Sementara itu di Batu Ampar, Jaktim, warga menolak perubahan nama Jalan Budaya menjadi Jalan Entong Gendut. Alasan tak ada sosialisasi dan khawatir adanya biaya saat mengurus perubahan identitas pribadi.

Salah satu warga RT 10/06 Kelurahan Batu Ampar, Kecamatan Kramat Jati, Edward mengatakan, penolakan warga itu dilakukan dengan membentangkan spanduk di salah satu ruas Jalan Entong Gendut. "Saya sih menolak (perubahan nama jalan), kalau bisa tetap Jalan Budaya," kata Edward.

Edward menambahkan, warga yang menolak perubahan nama jalan itu mengaku keberatan untuk mengurus pergantian alamat pada dokumen pribadinya. "Biaya buat perubahan STNK, KTP, sertifikat tanah, itu waktu kita habis, masa cuma ngurusin ginian doang surat-surat, lagian juga Jalan Budaya udah lama (dipakai)," ujar Edward yang telah tinggal di Jalan Budaya sejak tahun 1981.
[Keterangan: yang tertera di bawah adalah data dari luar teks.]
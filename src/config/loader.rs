//! Configuration loader with TOML parsing and environment variable overrides
//!
//! Loading does not validate: the command layer merges CLI flags on top of
//! the loaded configuration first and validates the merged result.

use super::schema::{CheckerConfig, ManifestSelection};
use super::secret::secret_string;
use crate::domain::errors::CheckerError;
use crate::domain::result::Result;
use regex::Regex;
use std::fs;
use std::path::Path;

/// Prefix for environment overrides, e.g. `METADB_LIMSREST_BASE_URL`
pub const ENV_PREFIX: &str = "METADB";

/// Loads configuration from a TOML file
///
/// This function:
/// 1. Reads the TOML file
/// 2. Performs environment variable substitution (`${VAR}` syntax)
/// 3. Parses the TOML into [`CheckerConfig`]
/// 4. Applies environment variable overrides (`METADB_*` prefix)
///
/// # Errors
///
/// Returns a configuration error if the file cannot be read, a referenced
/// variable is unset, the TOML does not parse, or an override does not parse.
///
/// # Examples
///
/// ```no_run
/// use metadb_checker::config::loader::load_config;
///
/// let config = load_config("metadb-checker.toml").expect("Failed to load config");
/// ```
pub fn load_config(path: impl AsRef<Path>) -> Result<CheckerConfig> {
    let path = path.as_ref();

    if !path.exists() {
        return Err(CheckerError::Configuration(format!(
            "Configuration file not found: {}",
            path.display()
        )));
    }

    let contents = fs::read_to_string(path).map_err(|e| {
        CheckerError::Configuration(format!(
            "Failed to read configuration file {}: {}",
            path.display(),
            e
        ))
    })?;

    let contents = substitute_env_vars(&contents)?;

    let mut config: CheckerConfig = toml::from_str(&contents)
        .map_err(|e| CheckerError::Configuration(format!("Failed to parse TOML: {}", e)))?;

    apply_env_overrides(&mut config)?;

    tracing::debug!(path = %path.display(), "Loaded configuration file");

    Ok(config)
}

/// Default configuration with environment overrides applied, for runs
/// without a configuration file
pub fn load_from_env() -> Result<CheckerConfig> {
    let mut config = CheckerConfig::default();
    apply_env_overrides(&mut config)?;
    Ok(config)
}

/// Substitutes environment variables in the format `${VAR_NAME}`
///
/// Comment lines are left untouched. All missing variables are reported in
/// one error.
fn substitute_env_vars(input: &str) -> Result<String> {
    let re = Regex::new(r"\$\{([A-Z_][A-Z0-9_]*)\}")
        .map_err(|e| CheckerError::Configuration(format!("Invalid substitution pattern: {e}")))?;
    let mut result = String::new();
    let mut missing_vars: Vec<String> = Vec::new();

    for line in input.lines() {
        if line.trim_start().starts_with('#') {
            result.push_str(line);
            result.push('\n');
            continue;
        }

        let mut processed_line = line.to_string();
        for cap in re.captures_iter(line) {
            let var_name = &cap[1];
            match std::env::var(var_name) {
                Ok(value) => {
                    let placeholder = format!("${{{}}}", var_name);
                    processed_line = processed_line.replace(&placeholder, &value);
                }
                Err(_) => {
                    if !missing_vars.iter().any(|v| v == var_name) {
                        missing_vars.push(var_name.to_string());
                    }
                }
            }
        }
        result.push_str(&processed_line);
        result.push('\n');
    }

    if !missing_vars.is_empty() {
        return Err(CheckerError::Configuration(format!(
            "Missing required environment variables: {}",
            missing_vars.join(", ")
        )));
    }

    Ok(result)
}

fn env_var(key: &str) -> Option<String> {
    std::env::var(format!("{ENV_PREFIX}_{key}")).ok()
}

fn parse_env<T: std::str::FromStr>(key: &str, value: &str) -> Result<T>
where
    T::Err: std::fmt::Display,
{
    value.parse().map_err(|e| {
        CheckerError::Configuration(format!("Invalid value '{value}' for {ENV_PREFIX}_{key}: {e}"))
    })
}

/// Applies environment variable overrides using the `METADB_*` prefix
///
/// Variables follow the pattern `METADB_<SECTION>_<KEY>`, for example
/// `METADB_LIMSREST_BASE_URL` or `METADB_AGGREGATION_MAX_CONCURRENT_REQUESTS`.
fn apply_env_overrides(config: &mut CheckerConfig) -> Result<()> {
    if let Some(val) = env_var("APPLICATION_LOG_LEVEL") {
        config.application.log_level = val;
    }

    // LimsRest overrides
    if let Some(val) = env_var("LIMSREST_BASE_URL") {
        config.limsrest.base_url = val;
    }
    if let Some(val) = env_var("LIMSREST_USERNAME") {
        config.limsrest.username = val;
    }
    if let Some(val) = env_var("LIMSREST_PASSWORD") {
        config.limsrest.password = Some(secret_string(val));
    }
    if let Some(val) = env_var("LIMSREST_TLS_VERIFY") {
        config.limsrest.tls_verify = parse_env("LIMSREST_TLS_VERIFY", &val)?;
    }
    if let Some(val) = env_var("LIMSREST_TLS_CA_CERT") {
        config.limsrest.tls_ca_cert = Some(val);
    }
    if let Some(val) = env_var("LIMSREST_TIMEOUT_SECONDS") {
        config.limsrest.timeout_seconds = parse_env("LIMSREST_TIMEOUT_SECONDS", &val)?;
    }
    if let Some(val) = env_var("LIMSREST_CONNECT_TIMEOUT_SECONDS") {
        config.limsrest.connect_timeout_seconds =
            parse_env("LIMSREST_CONNECT_TIMEOUT_SECONDS", &val)?;
    }

    // Aggregation overrides
    if let Some(val) = env_var("AGGREGATION_MAX_CONCURRENT_REQUESTS") {
        config.aggregation.max_concurrent_requests =
            parse_env("AGGREGATION_MAX_CONCURRENT_REQUESTS", &val)?;
    }
    if let Some(val) = env_var("AGGREGATION_MANIFEST_SELECTION") {
        config.aggregation.manifest_selection =
            parse_env::<ManifestSelection>("AGGREGATION_MANIFEST_SELECTION", &val)?;
    }

    // Logging overrides
    if let Some(val) = env_var("LOGGING_LOCAL_ENABLED") {
        config.logging.local_enabled = parse_env("LOGGING_LOCAL_ENABLED", &val)?;
    }
    if let Some(val) = env_var("LOGGING_LOCAL_PATH") {
        config.logging.local_path = val;
    }
    if let Some(val) = env_var("LOGGING_LOCAL_ROTATION") {
        config.logging.local_rotation = val;
    }

    Ok(())
}

#[cfg(test)]
mod tests {
    use super::*;
    use std::io::Write;
    use tempfile::NamedTempFile;

    #[test]
    fn test_substitute_env_vars() {
        std::env::set_var("METADB_LOADER_TEST_VAR", "test_value");
        let input = "password = \"${METADB_LOADER_TEST_VAR}\"";
        let result = substitute_env_vars(input).unwrap();
        assert_eq!(result, "password = \"test_value\"\n");
        std::env::remove_var("METADB_LOADER_TEST_VAR");
    }

    #[test]
    fn test_substitute_env_vars_missing() {
        std::env::remove_var("METADB_LOADER_MISSING_VAR");
        let input = "password = \"${METADB_LOADER_MISSING_VAR}\"";
        let err = substitute_env_vars(input).unwrap_err();
        assert!(err.to_string().contains("METADB_LOADER_MISSING_VAR"));
    }

    #[test]
    fn test_substitute_skips_comments() {
        let input = "# password = \"${METADB_LOADER_COMMENTED_OUT}\"";
        let result = substitute_env_vars(input).unwrap();
        assert!(result.contains("${METADB_LOADER_COMMENTED_OUT}"));
    }

    #[test]
    fn test_load_config_missing_file() {
        let result = load_config("nonexistent-metadb-checker.toml");
        assert!(matches!(result, Err(CheckerError::Configuration(_))));
    }

    #[test]
    fn test_load_config_sections() {
        let toml_content = r#"
[application]
log_level = "debug"

[limsrest]
base_url = "https://igolims.example.org:8443"
username = "checker"
password = "secret"
timeout_seconds = 60

[aggregation]
max_concurrent_requests = 4
manifest_selection = "strict"
"#;

        let mut temp_file = NamedTempFile::new().unwrap();
        temp_file.write_all(toml_content.as_bytes()).unwrap();
        temp_file.flush().unwrap();

        let config = load_config(temp_file.path()).unwrap();
        assert_eq!(config.application.log_level, "debug");
        assert_eq!(config.limsrest.base_url, "https://igolims.example.org:8443");
        assert_eq!(config.limsrest.timeout_seconds, 60);
        assert!(!config.limsrest.tls_verify);
        assert_eq!(config.aggregation.concurrency_limit(), Some(4));
        assert_eq!(config.aggregation.manifest_selection, ManifestSelection::Strict);
        assert!(config.validate().is_ok());
    }

    #[test]
    fn test_load_config_invalid_toml() {
        let mut temp_file = NamedTempFile::new().unwrap();
        temp_file.write_all(b"[limsrest\nbase_url = ").unwrap();
        temp_file.flush().unwrap();

        let err = load_config(temp_file.path()).unwrap_err();
        assert!(err.to_string().contains("Failed to parse TOML"));
    }
}
//! Domain identifier types with validation
//!
//! Newtype wrappers for LimsRest identifiers. Both are transparent strings on
//! the wire; deserialization rejects blank values because a blank identifier
//! cannot be looked up.

use serde::{Deserialize, Serialize};
use std::fmt;
use std::str::FromStr;

/// IGO request identifier (e.g. `06000_AB`)
///
/// # Examples
///
/// ```
/// use metadb_checker::domain::ids::RequestId;
/// use std::str::FromStr;
///
/// let request_id = RequestId::from_str("06000_AB").unwrap();
/// assert_eq!(request_id.as_str(), "06000_AB");
/// ```
#[derive(Debug, Clone, PartialEq, Eq, Hash, PartialOrd, Ord, Serialize, Deserialize)]
#[serde(try_from = "String", into = "String")]
pub struct RequestId(String);

impl RequestId {
    /// Creates a new RequestId, rejecting blank input
    pub fn new(id: impl Into<String>) -> Result<Self, String> {
        let id = id.into();
        if id.trim().is_empty() {
            return Err("Request ID cannot be empty".to_string());
        }
        Ok(Self(id))
    }

    /// Returns the request ID as a string slice
    pub fn as_str(&self) -> &str {
        &self.0
    }

    /// Consumes self and returns the inner String
    pub fn into_inner(self) -> String {
        self.0
    }
}

/// IGO sample identifier (e.g. `06000_AB_1`)
///
/// # Examples
///
/// ```
/// use metadb_checker::domain::ids::SampleId;
///
/// let sample_id = SampleId::new("06000_AB_1").unwrap();
/// assert_eq!(sample_id.to_string(), "06000_AB_1");
/// assert!(SampleId::new("  ").is_err());
/// ```
#[derive(Debug, Clone, PartialEq, Eq, Hash, PartialOrd, Ord, Serialize, Deserialize)]
#[serde(try_from = "String", into = "String")]
pub struct SampleId(String);

impl SampleId {
    /// Creates a new SampleId, rejecting blank input
    pub fn new(id: impl Into<String>) -> Result<Self, String> {
        let id = id.into();
        if id.trim().is_empty() {
            return Err("Sample ID cannot be empty".to_string());
        }
        Ok(Self(id))
    }

    /// Returns the sample ID as a string slice
    pub fn as_str(&self) -> &str {
        &self.0
    }

    /// Consumes self and returns the inner String
    pub fn into_inner(self) -> String {
        self.0
    }
}

macro_rules! impl_id_traits {
    ($ty:ident) => {
        impl fmt::Display for $ty {
            fn fmt(&self, f: &mut fmt::Formatter<'_>) -> fmt::Result {
                write!(f, "{}", self.0)
            }
        }

        impl FromStr for $ty {
            type Err = String;

            fn from_str(s: &str) -> Result<Self, Self::Err> {
                Self::new(s)
            }
        }

        impl TryFrom<String> for $ty {
            type Error = String;

            fn try_from(value: String) -> Result<Self, Self::Error> {
                Self::new(value)
            }
        }

        impl From<$ty> for String {
            fn from(id: $ty) -> Self {
                id.0
            }
        }

        impl AsRef<str> for $ty {
            fn as_ref(&self) -> &str {
                &self.0
            }
        }
    };
}

impl_id_traits!(RequestId);
impl_id_traits!(SampleId);

#[cfg(test)]
mod tests {
    use super::*;

    #[test]
    fn test_request_id_valid() {
        let id = RequestId::new("06000_AB").unwrap();
        assert_eq!(id.as_str(), "06000_AB");
        assert_eq!(id.to_string(), "06000_AB");
        assert_eq!(id.into_inner(), "06000_AB");
    }

    #[test]
    fn test_request_id_blank_rejected() {
        assert!(RequestId::new("").is_err());
        assert!(RequestId::from_str("   ").is_err());
    }

    #[test]
    fn test_sample_id_serde_is_transparent() {
        let id = SampleId::new("06000_AB_1").unwrap();
        let json = serde_json::to_string(&id).unwrap();
        assert_eq!(json, "\"06000_AB_1\"");

        let back: SampleId = serde_json::from_str(&json).unwrap();
        assert_eq!(back, id);
    }

    #[test]
    fn test_sample_id_deserialize_blank_fails() {
        let result = serde_json::from_str::<SampleId>("\"\"");
        assert!(result.is_err());
    }

    #[test]
    fn test_ids_order_lexically() {
        let a = RequestId::new("06000_AA").unwrap();
        let b = RequestId::new("06000_AB").unwrap();
        assert!(a < b);
    }
}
Dia mengatakan, tidak ada sosialisasi yang dilakukan oleh Pemerintah Provinsi DKI Jakarta maupun Pemerintah Kota Jakarta Timur kepada masyarakat terkait perubahan nama jalan tersebut. Hal itu membuat warga terkejut ketika tiba-tiba nama Jalan Budaya diganti dengan Jalan Entong Gendut.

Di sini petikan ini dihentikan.